As I write this blog, I wonder whether my job as a writer will be overtaken in the future by algorithms and software programs – that can put out an argument and analyze it.  

The employment of business analysts and financial report writers is already in jeopardy. Data can now be sipped out of annual or quarterly results of companies by software scripts. They can be presented in a fashion that seems a human being has written it.  

The scripts might add a quote of a sectoral expert to the report for a dash of human touch to it.

In the coming future, there would be thousands of jobs at risk as machine learning becomes advanced enough to out-beat humans at their game. 

Apps such as Grammarly, have already made jobs of proofreaders redundant. Digital marketing is fairly automated already. And why do we need a human at the other end – to upload stories on a website, it might happen just as automatically with scripts. 

 

Let’s come to retail. While visiting a few McDonald’s outlets in Australasia including, I was surprised to see the absence of massive staff at several outlets. There were often only 2-3 people I could gather in the kitchen. 

Often there was nobody at the cashiers. So how do they take orders? McDonalds’ has put up touchscreens (a kind of Microsoft Surface) where it displays the food menu and the specials on offer. 

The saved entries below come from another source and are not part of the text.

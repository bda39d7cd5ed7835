//! Domain types shared by every index struct and retriever.

use serde::{Deserialize, Serialize};
use std::collections::BTreeMap;
use std::fmt;
use std::hash::Hasher;
use twox_hash::XxHash64;

pub type NodeId = String;
pub type Metadata = BTreeMap<String, MetadataValue>;

/// Scalar metadata value attached to a node or document.
#[derive(Debug, Clone, PartialEq, Serialize, Deserialize)]
#[serde(untagged)]
pub enum MetadataValue {
    Bool(bool),
    Int(i64),
    Float(f64),
    Str(String),
}

impl fmt::Display for MetadataValue {
    fn fmt(&self, f: &mut fmt::Formatter<'_>) -> fmt::Result {
        match self {
            MetadataValue::Bool(b) => write!(f, "{b}"),
            MetadataValue::Int(i) => write!(f, "{i}"),
            MetadataValue::Float(x) => write!(f, "{x}"),
            MetadataValue::Str(s) => f.write_str(s),
        }
    }
}

impl From<&str> for MetadataValue {
    fn from(s: &str) -> Self { MetadataValue::Str(s.to_string()) }
}

impl From<String> for MetadataValue {
    fn from(s: String) -> Self { MetadataValue::Str(s) }
}

impl From<i64> for MetadataValue {
    fn from(i: i64) -> Self { MetadataValue::Int(i) }
}

impl From<bool> for MetadataValue {
    fn from(b: bool) -> Self { MetadataValue::Bool(b) }
}

/// Kind of link between two nodes.
#[derive(Debug, Clone, Copy, PartialEq, Eq, PartialOrd, Ord, Hash, Serialize, Deserialize)]
#[serde(rename_all = "snake_case")]
pub enum NodeRelationship {
    Source,
    Previous,
    Next,
    Parent,
    Child,
}

/// Whether metadata is rendered into a node's content.
#[derive(Debug, Clone, Copy, PartialEq, Eq, Default)]
pub enum MetadataMode {
    #[default]
    None,
    All,
}

/// Atomic unit of indexed content.
///
/// - `id`: stable identifier, referenced by every index struct
/// - `text`: content; replaced only through `DocumentStore::update_text`
/// - `embedding`: present only for nodes that took part in a vector index
/// - `relationships`: links to other nodes by id, never ownership
/// - `ref_doc_id`: originating document, used for cascade delete
/// - `index_id`: set on index nodes that stand in for a whole sub-index
#[derive(Debug, Clone, PartialEq, Serialize, Deserialize)]
pub struct Node {
    pub id: NodeId,
    pub text: String,
    #[serde(default, skip_serializing_if = "Option::is_none")]
    pub embedding: Option<Vec<f32>>,
    #[serde(default)]
    pub metadata: Metadata,
    #[serde(default)]
    pub relationships: BTreeMap<NodeRelationship, Vec<NodeId>>,
    #[serde(default, skip_serializing_if = "Option::is_none")]
    pub ref_doc_id: Option<String>,
    #[serde(default, skip_serializing_if = "Option::is_none")]
    pub index_id: Option<String>,
}

impl Node {
    pub fn new(id: impl Into<NodeId>, text: impl Into<String>) -> Self {
        Self {
            id: id.into(),
            text: text.into(),
            embedding: None,
            metadata: Metadata::new(),
            relationships: BTreeMap::new(),
            ref_doc_id: None,
            index_id: None,
        }
    }

    /// A node whose text summarizes the index registered under `index_id`.
    pub fn index_node(id: impl Into<NodeId>, summary: impl Into<String>, index_id: impl Into<String>) -> Self {
        let mut node = Self::new(id, summary);
        node.index_id = Some(index_id.into());
        node
    }

    #[must_use]
    pub fn with_ref_doc(mut self, ref_doc_id: impl Into<String>) -> Self {
        self.ref_doc_id = Some(ref_doc_id.into());
        self
    }

    #[must_use]
    pub fn with_embedding(mut self, embedding: Vec<f32>) -> Self {
        self.embedding = Some(embedding);
        self
    }

    #[must_use]
    pub fn with_metadata(mut self, key: impl Into<String>, value: impl Into<MetadataValue>) -> Self {
        self.metadata.insert(key.into(), value.into());
        self
    }

    /// Replace every link of `kind` with the single id `target`.
    pub fn set_relationship(&mut self, kind: NodeRelationship, target: impl Into<NodeId>) {
        self.relationships.insert(kind, vec![target.into()]);
    }

    pub fn add_relationship(&mut self, kind: NodeRelationship, target: impl Into<NodeId>) {
        let target = target.into();
        let ids = self.relationships.entry(kind).or_default();
        if !ids.contains(&target) { ids.push(target); }
    }

    pub fn related(&self, kind: NodeRelationship) -> &[NodeId] {
        self.relationships.get(&kind).map_or(&[], Vec::as_slice)
    }

    pub fn source_id(&self) -> Option<&str> { self.related(NodeRelationship::Source).first().map(String::as_str) }
    pub fn prev_id(&self) -> Option<&str> { self.related(NodeRelationship::Previous).first().map(String::as_str) }
    pub fn next_id(&self) -> Option<&str> { self.related(NodeRelationship::Next).first().map(String::as_str) }
    pub fn parent_id(&self) -> Option<&str> { self.related(NodeRelationship::Parent).first().map(String::as_str) }
    pub fn child_ids(&self) -> &[NodeId] { self.related(NodeRelationship::Child) }

    /// Text used for embedding, keyword extraction and display.
    pub fn content(&self, mode: MetadataMode) -> String {
        match mode {
            MetadataMode::None => self.text.clone(),
            MetadataMode::All if self.metadata.is_empty() => self.text.clone(),
            MetadataMode::All => {
                let header = self.metadata.iter().map(|(k, v)| format!("{k}: {v}")).collect::<Vec<_>>().join("\n");
                format!("{header}\n\n{}", self.text)
            }
        }
    }
}

/// Raw document as produced by a reader, before chunking.
#[derive(Debug, Clone, PartialEq, Serialize, Deserialize)]
pub struct Document {
    pub id: String,
    pub text: String,
    #[serde(default)]
    pub metadata: Metadata,
}

impl Document {
    /// Document whose id is derived from its text.
    pub fn new(text: impl Into<String>) -> Self {
        let text = text.into();
        Self { id: hash_text(&text), text, metadata: Metadata::new() }
    }

    pub fn with_id(id: impl Into<String>, text: impl Into<String>) -> Self {
        Self { id: id.into(), text: text.into(), metadata: Metadata::new() }
    }

    #[must_use]
    pub fn with_metadata(mut self, key: impl Into<String>, value: impl Into<MetadataValue>) -> Self {
        self.metadata.insert(key.into(), value.into());
        self
    }
}

/// A retrieved node and the score the traversal assigned to it, if any.
#[derive(Debug, Clone, PartialEq)]
pub struct NodeWithScore {
    pub node: Node,
    pub score: Option<f32>,
}

impl NodeWithScore {
    pub fn new(node: Node, score: Option<f32>) -> Self { Self { node, score } }
    pub fn id(&self) -> &str { &self.node.id }
}

/// Side channel recording the similarity each retrieved node scored.
#[derive(Debug, Clone, Default, PartialEq)]
pub struct SimilarityTracker {
    scores: BTreeMap<NodeId, f32>,
}

impl SimilarityTracker {
    pub fn new() -> Self { Self::default() }

    pub fn add(&mut self, node_id: impl Into<NodeId>, score: f32) {
        self.scores.insert(node_id.into(), score);
    }

    pub fn find(&self, node_id: &str) -> Option<f32> { self.scores.get(node_id).copied() }

    pub fn extend(&mut self, other: &SimilarityTracker) {
        for (id, score) in &other.scores { self.scores.insert(id.clone(), *score); }
    }

    pub fn len(&self) -> usize { self.scores.len() }
    pub fn is_empty(&self) -> bool { self.scores.is_empty() }
}

/// Stable 64-bit xxHash of `text`, hex encoded.
pub fn hash_text(text: &str) -> String {
    let mut hasher = XxHash64::with_seed(0);
    hasher.write(text.as_bytes());
    format!("{:016x}", hasher.finish())
}

/// Id of the `chunk_index`-th chunk of `doc_id`.
pub fn chunk_id(doc_id: &str, chunk_index: usize) -> NodeId { format!("{doc_id}:{chunk_index}") }
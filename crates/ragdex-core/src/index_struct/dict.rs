use serde::{Deserialize, Serialize};
use std::collections::BTreeMap;
use std::fmt;
use tracing::debug;

use crate::error::{Error, Result};
use crate::types::{Node, NodeId};

/// Vector backend an `IndexDict` is bound to.
#[derive(Debug, Clone, Copy, PartialEq, Eq, Hash, Default, Serialize, Deserialize)]
#[serde(rename_all = "snake_case")]
pub enum VectorBackend {
    #[default]
    Simple,
    Faiss,
    Weaviate,
    Pinecone,
    Qdrant,
    Chroma,
    Opensearch,
}

impl VectorBackend {
    pub fn as_str(&self) -> &'static str {
        match self {
            VectorBackend::Simple => "simple",
            VectorBackend::Faiss => "faiss",
            VectorBackend::Weaviate => "weaviate",
            VectorBackend::Pinecone => "pinecone",
            VectorBackend::Qdrant => "qdrant",
            VectorBackend::Chroma => "chroma",
            VectorBackend::Opensearch => "opensearch",
        }
    }

    /// Whether embeddings live in `IndexDict::embeddings_dict` rather than an
    /// external engine.
    pub fn is_in_process(&self) -> bool { matches!(self, VectorBackend::Simple) }
}

impl fmt::Display for VectorBackend {
    fn fmt(&self, f: &mut fmt::Formatter<'_>) -> fmt::Result { f.write_str(self.as_str()) }
}

impl std::str::FromStr for VectorBackend {
    type Err = Error;

    fn from_str(s: &str) -> Result<Self> {
        Ok(match s {
            "simple" => VectorBackend::Simple,
            "faiss" => VectorBackend::Faiss,
            "weaviate" => VectorBackend::Weaviate,
            "pinecone" => VectorBackend::Pinecone,
            "qdrant" => VectorBackend::Qdrant,
            "chroma" => VectorBackend::Chroma,
            "opensearch" => VectorBackend::Opensearch,
            other => return Err(Error::InvalidConfig(format!("unknown vector backend '{other}'"))),
        })
    }
}

/// Mapping from vector-engine ids to node ids, plus a reverse map from the
/// originating document to its vector ids.
#[derive(Debug, Clone, Default, PartialEq, Serialize, Deserialize)]
pub struct IndexDict {
    pub index_id: String,
    #[serde(default, skip_serializing_if = "Option::is_none")]
    pub summary: Option<String>,
    #[serde(default)]
    pub backend: VectorBackend,
    nodes_dict: BTreeMap<String, NodeId>,
    doc_id_dict: BTreeMap<String, Vec<String>>,
    /// In-process embeddings as (vector id, embedding), in insertion order.
    #[serde(default)]
    embeddings_dict: Vec<(String, Vec<f32>)>,
}

impl IndexDict {
    pub fn new(index_id: impl Into<String>, backend: VectorBackend) -> Self {
        Self { index_id: index_id.into(), backend, ..Self::default() }
    }

    /// Register `node` under `vector_id` (the node id when `None`) and return
    /// the vector id. Registering the same pair again changes nothing; a vector
    /// id already bound to another node is a duplicate.
    pub fn add_node(&mut self, node: &Node, vector_id: Option<&str>) -> Result<String> {
        let vector_id = vector_id.unwrap_or(node.id.as_str()).to_string();
        match self.nodes_dict.get(&vector_id) {
            Some(existing) if *existing == node.id => return Ok(vector_id),
            Some(existing) => {
                return Err(Error::Duplicate(format!("vector id '{vector_id}' already maps to node '{existing}'")));
            }
            None => {}
        }
        self.nodes_dict.insert(vector_id.clone(), node.id.clone());
        if let Some(doc) = &node.ref_doc_id {
            self.doc_id_dict.entry(doc.clone()).or_default().push(vector_id.clone());
        }
        Ok(vector_id)
    }

    /// Store an in-process embedding. Replacing one keeps its original slot.
    pub fn add_embedding(&mut self, vector_id: &str, embedding: Vec<f32>) {
        match self.embeddings_dict.iter_mut().find(|(id, _)| id == vector_id) {
            Some((_, existing)) => *existing = embedding,
            None => self.embeddings_dict.push((vector_id.to_string(), embedding)),
        }
    }

    pub fn get_embedding(&self, vector_id: &str) -> Option<&[f32]> {
        self.embeddings_dict.iter().find(|(id, _)| id == vector_id).map(|(_, e)| e.as_slice())
    }

    /// Move everything recorded under `old` to `new`, for engines that assign
    /// their own ids.
    pub fn rebind_vector_id(&mut self, old: &str, new: &str) -> Result<()> {
        if old == new {
            return Ok(());
        }
        if let Some(existing) = self.nodes_dict.get(new) {
            return Err(Error::Duplicate(format!("vector id '{new}' already maps to node '{existing}'")));
        }
        let node_id = self
            .nodes_dict
            .remove(old)
            .ok_or_else(|| Error::NotFound(format!("vector id '{old}' in '{}'", self.index_id)))?;
        self.nodes_dict.insert(new.to_string(), node_id);
        for vector_ids in self.doc_id_dict.values_mut() {
            for id in vector_ids.iter_mut().filter(|id| id.as_str() == old) {
                *id = new.to_string();
            }
        }
        for (id, _) in self.embeddings_dict.iter_mut().filter(|(id, _)| id == old) {
            *id = new.to_string();
        }
        Ok(())
    }

    pub fn get_node_id(&self, vector_id: &str) -> Result<&NodeId> {
        self.nodes_dict
            .get(vector_id)
            .ok_or_else(|| Error::Corruption(format!("vector id '{vector_id}' is not mapped in '{}'", self.index_id)))
    }

    pub fn nodes_dict(&self) -> &BTreeMap<String, NodeId> { &self.nodes_dict }
    pub fn doc_id_dict(&self) -> &BTreeMap<String, Vec<String>> { &self.doc_id_dict }
    pub fn embeddings_dict(&self) -> &[(String, Vec<f32>)] { &self.embeddings_dict }

    pub fn node_ids(&self) -> Vec<NodeId> { self.nodes_dict.values().cloned().collect() }
    pub fn len(&self) -> usize { self.nodes_dict.len() }
    pub fn is_empty(&self) -> bool { self.nodes_dict.is_empty() }

    /// Remove every vector id registered for `doc_id` and return them, so the
    /// caller can delete the same ids from the vector engine.
    pub fn delete(&mut self, doc_id: &str) -> Result<Vec<String>> {
        let vector_ids = self
            .doc_id_dict
            .remove(doc_id)
            .ok_or_else(|| Error::NotFound(format!("ref doc '{doc_id}' in vector index '{}'", self.index_id)))?;
        for vector_id in &vector_ids {
            self.nodes_dict.remove(vector_id);
        }
        self.embeddings_dict.retain(|(id, _)| !vector_ids.contains(id));
        debug!(index_id = %self.index_id, doc_id, removed = vector_ids.len(), "vector dict delete");
        Ok(vector_ids)
    }

    /// Every vector id listed for a document must be mapped to a node.
    pub fn validate(&self) -> Result<()> {
        for (doc, vector_ids) in &self.doc_id_dict {
            if let Some(missing) = vector_ids.iter().find(|v| !self.nodes_dict.contains_key(*v)) {
                return Err(Error::Corruption(format!("doc '{doc}' lists unmapped vector id '{missing}'")));
            }
        }
        Ok(())
    }
}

Select your order on the screens, a touch of your credit card on the PoS machine, and you’re done. 

Queues of customers, as a result, have vanished at several McD outlets. 

For the less tech-savvy customers, there is a scant staff to take orders. 

Cashiers, doctors and warehouse picker-packers

If you’re employed as a retail staff at a quick service restaurant outlet, your job certainly could be at risk of getting wiped out, if placing a touchscreen suddenly becomes cheaper than your annual salary.  

In the retail sector, where offerings are standardized such as buying milk or a biscuit off the shelf, retail staff would actually not be needed in future, especially in developed markets.  

If you work as a cashier and love doing it, you might think of upgrading the skill. 

Amazon Go, kind of outlets where you can just pick up and walk off the supermarket are coming up soon in your neighborhood. 

The debate of machines versus humans is not new. There are already a lot of jobs that have disappeared in the last two decades. You don’t need a large amount of ticket checkers and bus conductors. The RFID tokens on subways or apps with QR codes just do the job of allowing entry and exit.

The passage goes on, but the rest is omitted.